> What to produce:
Copy whichever lines of the data hold the word "expected".

> Records supplied:
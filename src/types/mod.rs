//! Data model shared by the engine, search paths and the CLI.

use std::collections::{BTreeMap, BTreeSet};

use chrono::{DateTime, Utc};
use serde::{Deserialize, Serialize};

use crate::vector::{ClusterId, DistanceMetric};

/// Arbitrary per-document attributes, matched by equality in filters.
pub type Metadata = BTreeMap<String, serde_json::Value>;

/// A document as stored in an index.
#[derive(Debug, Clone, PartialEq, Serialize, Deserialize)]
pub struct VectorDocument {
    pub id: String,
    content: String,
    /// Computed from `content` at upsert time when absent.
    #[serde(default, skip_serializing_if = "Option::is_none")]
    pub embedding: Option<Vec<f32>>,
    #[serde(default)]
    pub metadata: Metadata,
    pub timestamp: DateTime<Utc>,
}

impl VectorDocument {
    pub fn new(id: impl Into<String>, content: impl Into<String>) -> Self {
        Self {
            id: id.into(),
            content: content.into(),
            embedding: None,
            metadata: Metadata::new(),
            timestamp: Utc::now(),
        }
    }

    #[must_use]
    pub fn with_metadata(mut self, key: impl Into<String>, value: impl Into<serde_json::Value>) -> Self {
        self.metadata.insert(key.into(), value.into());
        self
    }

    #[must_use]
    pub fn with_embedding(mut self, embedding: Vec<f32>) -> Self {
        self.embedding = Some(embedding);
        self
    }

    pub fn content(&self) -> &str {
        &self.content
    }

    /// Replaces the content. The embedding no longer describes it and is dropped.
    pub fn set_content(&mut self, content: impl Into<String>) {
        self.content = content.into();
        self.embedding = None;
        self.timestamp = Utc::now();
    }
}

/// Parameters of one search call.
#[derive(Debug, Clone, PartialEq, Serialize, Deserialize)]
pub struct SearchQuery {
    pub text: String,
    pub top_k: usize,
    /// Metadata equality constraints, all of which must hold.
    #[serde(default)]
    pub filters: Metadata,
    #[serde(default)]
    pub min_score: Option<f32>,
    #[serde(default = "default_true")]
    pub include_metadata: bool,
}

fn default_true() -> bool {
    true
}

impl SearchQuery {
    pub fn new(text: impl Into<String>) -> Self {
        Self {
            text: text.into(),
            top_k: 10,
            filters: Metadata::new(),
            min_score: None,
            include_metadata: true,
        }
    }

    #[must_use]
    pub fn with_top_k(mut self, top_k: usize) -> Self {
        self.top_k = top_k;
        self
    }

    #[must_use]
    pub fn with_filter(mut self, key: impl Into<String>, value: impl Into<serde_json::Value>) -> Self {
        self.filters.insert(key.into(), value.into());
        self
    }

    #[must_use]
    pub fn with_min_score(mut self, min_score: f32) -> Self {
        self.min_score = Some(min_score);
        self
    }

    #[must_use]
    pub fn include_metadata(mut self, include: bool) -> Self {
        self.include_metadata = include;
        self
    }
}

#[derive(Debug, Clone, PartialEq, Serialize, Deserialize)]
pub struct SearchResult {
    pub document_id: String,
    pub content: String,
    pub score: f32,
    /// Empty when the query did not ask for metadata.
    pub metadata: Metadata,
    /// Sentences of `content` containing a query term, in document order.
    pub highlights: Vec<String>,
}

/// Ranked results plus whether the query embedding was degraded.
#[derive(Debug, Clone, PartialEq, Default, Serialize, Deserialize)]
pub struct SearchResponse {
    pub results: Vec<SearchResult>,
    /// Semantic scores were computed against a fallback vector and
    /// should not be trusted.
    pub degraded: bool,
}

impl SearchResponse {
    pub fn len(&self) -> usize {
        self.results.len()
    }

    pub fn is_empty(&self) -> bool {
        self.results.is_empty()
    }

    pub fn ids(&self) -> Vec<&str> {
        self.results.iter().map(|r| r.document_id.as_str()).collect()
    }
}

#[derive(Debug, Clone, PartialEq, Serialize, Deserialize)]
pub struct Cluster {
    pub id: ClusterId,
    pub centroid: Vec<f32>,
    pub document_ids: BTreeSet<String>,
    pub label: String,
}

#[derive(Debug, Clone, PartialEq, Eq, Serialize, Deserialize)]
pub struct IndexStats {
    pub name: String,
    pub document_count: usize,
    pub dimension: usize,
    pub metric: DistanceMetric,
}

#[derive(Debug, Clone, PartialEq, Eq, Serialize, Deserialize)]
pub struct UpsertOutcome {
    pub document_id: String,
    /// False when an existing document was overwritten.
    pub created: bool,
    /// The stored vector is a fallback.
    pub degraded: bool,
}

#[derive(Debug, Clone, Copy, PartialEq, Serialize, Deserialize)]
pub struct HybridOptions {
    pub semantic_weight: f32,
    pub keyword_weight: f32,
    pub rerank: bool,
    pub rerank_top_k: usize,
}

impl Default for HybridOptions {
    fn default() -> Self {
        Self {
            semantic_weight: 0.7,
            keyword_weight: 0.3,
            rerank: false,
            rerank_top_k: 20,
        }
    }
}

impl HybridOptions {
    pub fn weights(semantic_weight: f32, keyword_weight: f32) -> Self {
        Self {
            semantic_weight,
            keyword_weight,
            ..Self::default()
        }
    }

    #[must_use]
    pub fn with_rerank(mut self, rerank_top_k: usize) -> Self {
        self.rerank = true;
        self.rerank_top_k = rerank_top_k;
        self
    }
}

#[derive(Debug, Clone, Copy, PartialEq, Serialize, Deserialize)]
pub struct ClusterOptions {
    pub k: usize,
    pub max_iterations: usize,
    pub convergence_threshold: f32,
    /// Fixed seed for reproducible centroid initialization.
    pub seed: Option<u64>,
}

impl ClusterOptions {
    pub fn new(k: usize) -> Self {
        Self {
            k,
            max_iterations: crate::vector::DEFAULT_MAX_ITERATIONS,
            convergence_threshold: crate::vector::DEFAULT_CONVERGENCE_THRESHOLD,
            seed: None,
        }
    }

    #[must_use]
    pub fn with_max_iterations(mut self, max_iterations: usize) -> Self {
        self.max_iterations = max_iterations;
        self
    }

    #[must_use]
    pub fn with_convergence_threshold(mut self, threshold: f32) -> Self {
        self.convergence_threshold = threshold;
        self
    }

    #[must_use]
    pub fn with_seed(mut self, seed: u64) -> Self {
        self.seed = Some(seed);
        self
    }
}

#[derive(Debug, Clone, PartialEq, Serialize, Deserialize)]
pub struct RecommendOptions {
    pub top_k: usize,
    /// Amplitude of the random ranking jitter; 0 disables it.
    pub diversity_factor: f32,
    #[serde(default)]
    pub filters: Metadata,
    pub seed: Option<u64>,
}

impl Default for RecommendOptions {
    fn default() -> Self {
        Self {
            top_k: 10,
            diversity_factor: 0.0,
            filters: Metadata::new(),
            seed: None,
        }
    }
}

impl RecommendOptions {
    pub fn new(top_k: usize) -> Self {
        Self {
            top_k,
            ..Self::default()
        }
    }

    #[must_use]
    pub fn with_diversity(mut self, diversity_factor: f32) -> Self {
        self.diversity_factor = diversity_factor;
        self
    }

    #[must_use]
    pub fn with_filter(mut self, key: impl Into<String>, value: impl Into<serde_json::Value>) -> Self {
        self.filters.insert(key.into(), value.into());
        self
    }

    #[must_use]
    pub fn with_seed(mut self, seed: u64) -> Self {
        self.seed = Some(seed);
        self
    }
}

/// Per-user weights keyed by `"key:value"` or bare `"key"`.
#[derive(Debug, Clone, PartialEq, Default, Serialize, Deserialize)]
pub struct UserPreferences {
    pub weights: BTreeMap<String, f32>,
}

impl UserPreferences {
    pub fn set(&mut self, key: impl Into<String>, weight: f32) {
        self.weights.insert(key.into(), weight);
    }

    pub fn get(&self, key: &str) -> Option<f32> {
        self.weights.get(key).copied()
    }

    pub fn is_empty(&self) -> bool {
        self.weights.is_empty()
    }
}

...

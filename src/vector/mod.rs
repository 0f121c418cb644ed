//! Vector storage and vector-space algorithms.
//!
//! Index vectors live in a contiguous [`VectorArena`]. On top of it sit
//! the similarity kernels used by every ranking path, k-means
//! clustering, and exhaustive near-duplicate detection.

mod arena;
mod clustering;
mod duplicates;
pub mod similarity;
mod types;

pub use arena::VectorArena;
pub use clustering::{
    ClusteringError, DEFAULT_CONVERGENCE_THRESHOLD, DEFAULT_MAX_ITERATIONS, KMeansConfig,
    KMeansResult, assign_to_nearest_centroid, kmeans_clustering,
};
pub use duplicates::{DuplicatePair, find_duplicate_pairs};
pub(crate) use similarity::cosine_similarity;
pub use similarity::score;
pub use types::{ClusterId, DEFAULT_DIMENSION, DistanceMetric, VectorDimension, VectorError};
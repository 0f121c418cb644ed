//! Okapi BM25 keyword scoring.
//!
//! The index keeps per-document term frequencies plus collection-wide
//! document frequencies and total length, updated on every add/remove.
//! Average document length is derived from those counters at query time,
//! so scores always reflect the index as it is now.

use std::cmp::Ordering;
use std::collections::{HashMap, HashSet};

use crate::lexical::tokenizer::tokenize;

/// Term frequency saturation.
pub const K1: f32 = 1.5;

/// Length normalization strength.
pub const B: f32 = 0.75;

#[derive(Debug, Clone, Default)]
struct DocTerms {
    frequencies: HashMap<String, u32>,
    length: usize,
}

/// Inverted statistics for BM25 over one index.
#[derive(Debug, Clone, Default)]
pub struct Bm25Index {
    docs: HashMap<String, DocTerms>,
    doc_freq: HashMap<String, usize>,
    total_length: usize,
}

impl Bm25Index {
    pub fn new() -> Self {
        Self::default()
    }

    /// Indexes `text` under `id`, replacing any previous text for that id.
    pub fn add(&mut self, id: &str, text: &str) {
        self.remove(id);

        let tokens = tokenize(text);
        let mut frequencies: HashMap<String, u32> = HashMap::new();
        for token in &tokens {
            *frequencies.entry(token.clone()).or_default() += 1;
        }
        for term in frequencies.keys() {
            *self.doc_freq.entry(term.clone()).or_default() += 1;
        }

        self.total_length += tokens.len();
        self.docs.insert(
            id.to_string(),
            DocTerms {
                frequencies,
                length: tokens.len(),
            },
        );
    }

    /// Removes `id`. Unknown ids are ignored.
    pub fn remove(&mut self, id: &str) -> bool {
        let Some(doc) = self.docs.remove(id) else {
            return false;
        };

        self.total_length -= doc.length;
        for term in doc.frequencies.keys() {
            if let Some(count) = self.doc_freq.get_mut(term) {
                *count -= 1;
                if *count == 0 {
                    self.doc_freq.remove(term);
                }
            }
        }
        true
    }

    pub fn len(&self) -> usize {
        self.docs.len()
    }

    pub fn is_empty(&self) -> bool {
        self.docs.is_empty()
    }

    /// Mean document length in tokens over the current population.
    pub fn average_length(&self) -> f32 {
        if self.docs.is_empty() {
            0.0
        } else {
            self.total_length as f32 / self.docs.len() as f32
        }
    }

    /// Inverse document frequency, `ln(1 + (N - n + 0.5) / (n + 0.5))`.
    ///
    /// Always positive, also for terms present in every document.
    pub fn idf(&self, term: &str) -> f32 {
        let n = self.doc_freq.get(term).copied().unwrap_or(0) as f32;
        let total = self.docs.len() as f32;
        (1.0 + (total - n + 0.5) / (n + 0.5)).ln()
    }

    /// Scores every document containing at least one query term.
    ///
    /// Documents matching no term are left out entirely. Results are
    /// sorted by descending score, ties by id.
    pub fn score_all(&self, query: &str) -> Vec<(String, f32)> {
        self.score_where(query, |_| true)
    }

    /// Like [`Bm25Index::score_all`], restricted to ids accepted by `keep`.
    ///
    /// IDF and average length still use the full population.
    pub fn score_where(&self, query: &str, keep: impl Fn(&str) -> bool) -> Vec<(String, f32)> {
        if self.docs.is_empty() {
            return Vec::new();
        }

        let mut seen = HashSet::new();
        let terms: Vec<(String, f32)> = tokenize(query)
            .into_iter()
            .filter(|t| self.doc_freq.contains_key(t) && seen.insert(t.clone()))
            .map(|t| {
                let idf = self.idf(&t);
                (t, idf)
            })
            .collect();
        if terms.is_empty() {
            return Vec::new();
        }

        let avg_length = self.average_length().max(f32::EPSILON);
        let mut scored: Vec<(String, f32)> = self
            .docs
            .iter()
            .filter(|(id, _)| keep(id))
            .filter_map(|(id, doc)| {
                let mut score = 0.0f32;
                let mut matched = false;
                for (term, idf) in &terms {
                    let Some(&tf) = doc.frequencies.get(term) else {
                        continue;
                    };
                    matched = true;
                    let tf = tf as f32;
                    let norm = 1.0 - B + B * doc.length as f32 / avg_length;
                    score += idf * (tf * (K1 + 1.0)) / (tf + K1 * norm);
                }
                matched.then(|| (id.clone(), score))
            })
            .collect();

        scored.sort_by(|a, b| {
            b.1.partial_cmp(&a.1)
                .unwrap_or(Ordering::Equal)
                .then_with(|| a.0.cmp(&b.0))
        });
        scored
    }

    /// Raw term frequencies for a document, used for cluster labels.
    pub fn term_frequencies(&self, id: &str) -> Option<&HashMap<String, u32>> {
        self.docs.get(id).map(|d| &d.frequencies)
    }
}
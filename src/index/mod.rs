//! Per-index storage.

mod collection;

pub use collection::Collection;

* * *

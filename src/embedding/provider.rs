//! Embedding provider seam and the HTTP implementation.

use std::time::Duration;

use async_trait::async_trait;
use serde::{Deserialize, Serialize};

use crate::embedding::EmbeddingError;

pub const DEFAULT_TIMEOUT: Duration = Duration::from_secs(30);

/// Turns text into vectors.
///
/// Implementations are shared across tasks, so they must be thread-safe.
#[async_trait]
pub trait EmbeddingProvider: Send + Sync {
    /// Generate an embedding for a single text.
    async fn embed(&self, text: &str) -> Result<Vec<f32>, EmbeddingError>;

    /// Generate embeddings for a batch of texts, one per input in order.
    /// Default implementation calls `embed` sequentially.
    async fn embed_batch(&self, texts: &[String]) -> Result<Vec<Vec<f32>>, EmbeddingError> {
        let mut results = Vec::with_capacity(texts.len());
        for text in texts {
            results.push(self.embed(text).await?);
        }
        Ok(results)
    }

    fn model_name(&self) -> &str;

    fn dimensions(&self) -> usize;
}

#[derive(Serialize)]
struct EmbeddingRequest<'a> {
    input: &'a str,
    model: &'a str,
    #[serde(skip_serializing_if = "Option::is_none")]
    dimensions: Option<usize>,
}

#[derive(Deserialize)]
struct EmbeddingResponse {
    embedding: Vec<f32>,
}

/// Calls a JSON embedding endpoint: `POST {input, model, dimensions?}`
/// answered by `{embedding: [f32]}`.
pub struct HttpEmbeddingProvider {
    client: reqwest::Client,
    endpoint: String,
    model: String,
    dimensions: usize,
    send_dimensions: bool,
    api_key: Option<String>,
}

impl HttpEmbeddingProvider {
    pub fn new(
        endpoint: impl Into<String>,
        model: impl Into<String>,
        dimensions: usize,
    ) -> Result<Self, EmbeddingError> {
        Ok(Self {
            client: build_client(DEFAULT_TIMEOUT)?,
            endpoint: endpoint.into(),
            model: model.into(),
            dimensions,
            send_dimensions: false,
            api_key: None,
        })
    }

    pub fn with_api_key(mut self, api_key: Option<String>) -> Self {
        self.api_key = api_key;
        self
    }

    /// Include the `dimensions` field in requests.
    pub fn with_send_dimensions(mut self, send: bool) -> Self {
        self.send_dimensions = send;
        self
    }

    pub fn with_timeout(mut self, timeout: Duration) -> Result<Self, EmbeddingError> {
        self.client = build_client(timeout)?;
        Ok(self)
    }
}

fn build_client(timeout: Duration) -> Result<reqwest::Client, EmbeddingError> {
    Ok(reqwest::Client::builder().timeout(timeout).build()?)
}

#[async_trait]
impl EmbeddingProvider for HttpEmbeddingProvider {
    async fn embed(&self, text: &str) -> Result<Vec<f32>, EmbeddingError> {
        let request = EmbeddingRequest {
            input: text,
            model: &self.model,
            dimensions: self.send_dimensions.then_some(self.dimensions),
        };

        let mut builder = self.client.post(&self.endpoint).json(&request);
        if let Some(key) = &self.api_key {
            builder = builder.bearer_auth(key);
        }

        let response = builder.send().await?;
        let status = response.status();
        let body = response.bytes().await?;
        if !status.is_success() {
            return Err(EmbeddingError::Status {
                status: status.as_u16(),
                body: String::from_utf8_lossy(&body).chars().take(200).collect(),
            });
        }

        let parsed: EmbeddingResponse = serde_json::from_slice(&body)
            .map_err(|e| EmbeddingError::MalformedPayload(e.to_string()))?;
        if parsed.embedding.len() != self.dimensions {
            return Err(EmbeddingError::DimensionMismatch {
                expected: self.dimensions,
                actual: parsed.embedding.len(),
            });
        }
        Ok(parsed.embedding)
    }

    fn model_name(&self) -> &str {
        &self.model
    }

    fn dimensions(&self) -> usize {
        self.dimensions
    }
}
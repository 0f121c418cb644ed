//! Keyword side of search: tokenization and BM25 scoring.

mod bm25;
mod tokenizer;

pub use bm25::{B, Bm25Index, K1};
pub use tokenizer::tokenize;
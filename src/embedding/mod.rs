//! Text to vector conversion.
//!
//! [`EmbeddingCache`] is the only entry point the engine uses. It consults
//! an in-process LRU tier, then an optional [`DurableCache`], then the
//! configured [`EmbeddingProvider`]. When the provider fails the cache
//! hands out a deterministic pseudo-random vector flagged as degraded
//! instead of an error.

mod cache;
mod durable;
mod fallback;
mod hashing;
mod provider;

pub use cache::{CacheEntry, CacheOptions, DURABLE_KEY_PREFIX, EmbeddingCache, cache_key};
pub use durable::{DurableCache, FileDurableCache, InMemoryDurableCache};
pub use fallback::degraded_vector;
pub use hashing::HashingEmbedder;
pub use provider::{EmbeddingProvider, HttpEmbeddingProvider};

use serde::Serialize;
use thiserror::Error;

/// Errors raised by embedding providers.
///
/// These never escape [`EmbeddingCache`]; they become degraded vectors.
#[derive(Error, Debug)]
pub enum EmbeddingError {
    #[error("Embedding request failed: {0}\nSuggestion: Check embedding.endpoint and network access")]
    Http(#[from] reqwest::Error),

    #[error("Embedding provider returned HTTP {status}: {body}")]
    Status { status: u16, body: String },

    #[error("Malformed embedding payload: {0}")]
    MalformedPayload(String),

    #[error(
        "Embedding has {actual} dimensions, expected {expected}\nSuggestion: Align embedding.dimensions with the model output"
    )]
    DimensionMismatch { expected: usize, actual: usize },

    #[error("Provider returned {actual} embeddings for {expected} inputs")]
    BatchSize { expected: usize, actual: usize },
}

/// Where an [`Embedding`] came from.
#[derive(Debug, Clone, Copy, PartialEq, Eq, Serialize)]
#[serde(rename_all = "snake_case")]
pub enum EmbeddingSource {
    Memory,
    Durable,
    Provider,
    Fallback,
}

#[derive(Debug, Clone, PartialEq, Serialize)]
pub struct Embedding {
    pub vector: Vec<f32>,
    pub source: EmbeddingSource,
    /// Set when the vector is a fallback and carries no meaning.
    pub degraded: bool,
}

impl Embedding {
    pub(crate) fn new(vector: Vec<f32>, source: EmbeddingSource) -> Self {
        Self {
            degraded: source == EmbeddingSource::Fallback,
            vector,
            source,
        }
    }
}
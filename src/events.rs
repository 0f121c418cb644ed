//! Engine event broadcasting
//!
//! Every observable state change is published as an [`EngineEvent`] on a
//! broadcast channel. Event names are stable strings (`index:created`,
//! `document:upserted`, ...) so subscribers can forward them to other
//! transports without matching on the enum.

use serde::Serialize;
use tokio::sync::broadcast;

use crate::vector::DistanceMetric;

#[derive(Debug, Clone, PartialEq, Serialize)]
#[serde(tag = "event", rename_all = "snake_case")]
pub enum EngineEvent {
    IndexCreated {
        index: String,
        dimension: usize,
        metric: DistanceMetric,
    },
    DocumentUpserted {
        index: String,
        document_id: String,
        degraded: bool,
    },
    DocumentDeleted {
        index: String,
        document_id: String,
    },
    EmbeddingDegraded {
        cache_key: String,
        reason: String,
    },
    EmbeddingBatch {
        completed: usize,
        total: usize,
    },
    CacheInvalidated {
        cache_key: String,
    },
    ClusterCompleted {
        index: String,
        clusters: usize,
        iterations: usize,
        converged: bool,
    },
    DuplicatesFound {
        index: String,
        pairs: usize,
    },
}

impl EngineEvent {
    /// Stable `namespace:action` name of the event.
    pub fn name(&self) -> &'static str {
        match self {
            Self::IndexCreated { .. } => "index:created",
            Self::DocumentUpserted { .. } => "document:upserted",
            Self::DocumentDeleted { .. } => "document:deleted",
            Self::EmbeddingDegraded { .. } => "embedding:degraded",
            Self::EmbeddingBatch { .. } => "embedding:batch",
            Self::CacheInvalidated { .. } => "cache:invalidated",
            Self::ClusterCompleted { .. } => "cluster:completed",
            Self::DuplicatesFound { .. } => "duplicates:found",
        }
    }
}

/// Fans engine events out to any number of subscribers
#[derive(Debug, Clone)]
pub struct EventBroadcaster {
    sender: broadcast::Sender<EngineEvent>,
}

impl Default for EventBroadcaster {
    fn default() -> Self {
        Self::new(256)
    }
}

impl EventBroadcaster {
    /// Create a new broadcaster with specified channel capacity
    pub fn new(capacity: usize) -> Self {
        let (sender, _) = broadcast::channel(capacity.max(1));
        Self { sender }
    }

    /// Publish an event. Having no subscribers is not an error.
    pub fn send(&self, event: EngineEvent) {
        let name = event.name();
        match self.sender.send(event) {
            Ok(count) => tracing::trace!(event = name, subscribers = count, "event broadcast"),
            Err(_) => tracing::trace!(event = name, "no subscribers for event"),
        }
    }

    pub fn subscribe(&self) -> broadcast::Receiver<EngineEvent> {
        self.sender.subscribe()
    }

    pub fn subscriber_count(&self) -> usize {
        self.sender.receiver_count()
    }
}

> Result of this task:
                expected: self.dimensions,
        "Embedding has {actual} dimensions, expected {expected}\nSuggestion: Align embedding.dimensions with the model output"
    DimensionMismatch { expected: usize, actual: usize },
    #[error("Provider returned {actual} embeddings for {expected} inputs")]
    BatchSize { expected: usize, actual: usize },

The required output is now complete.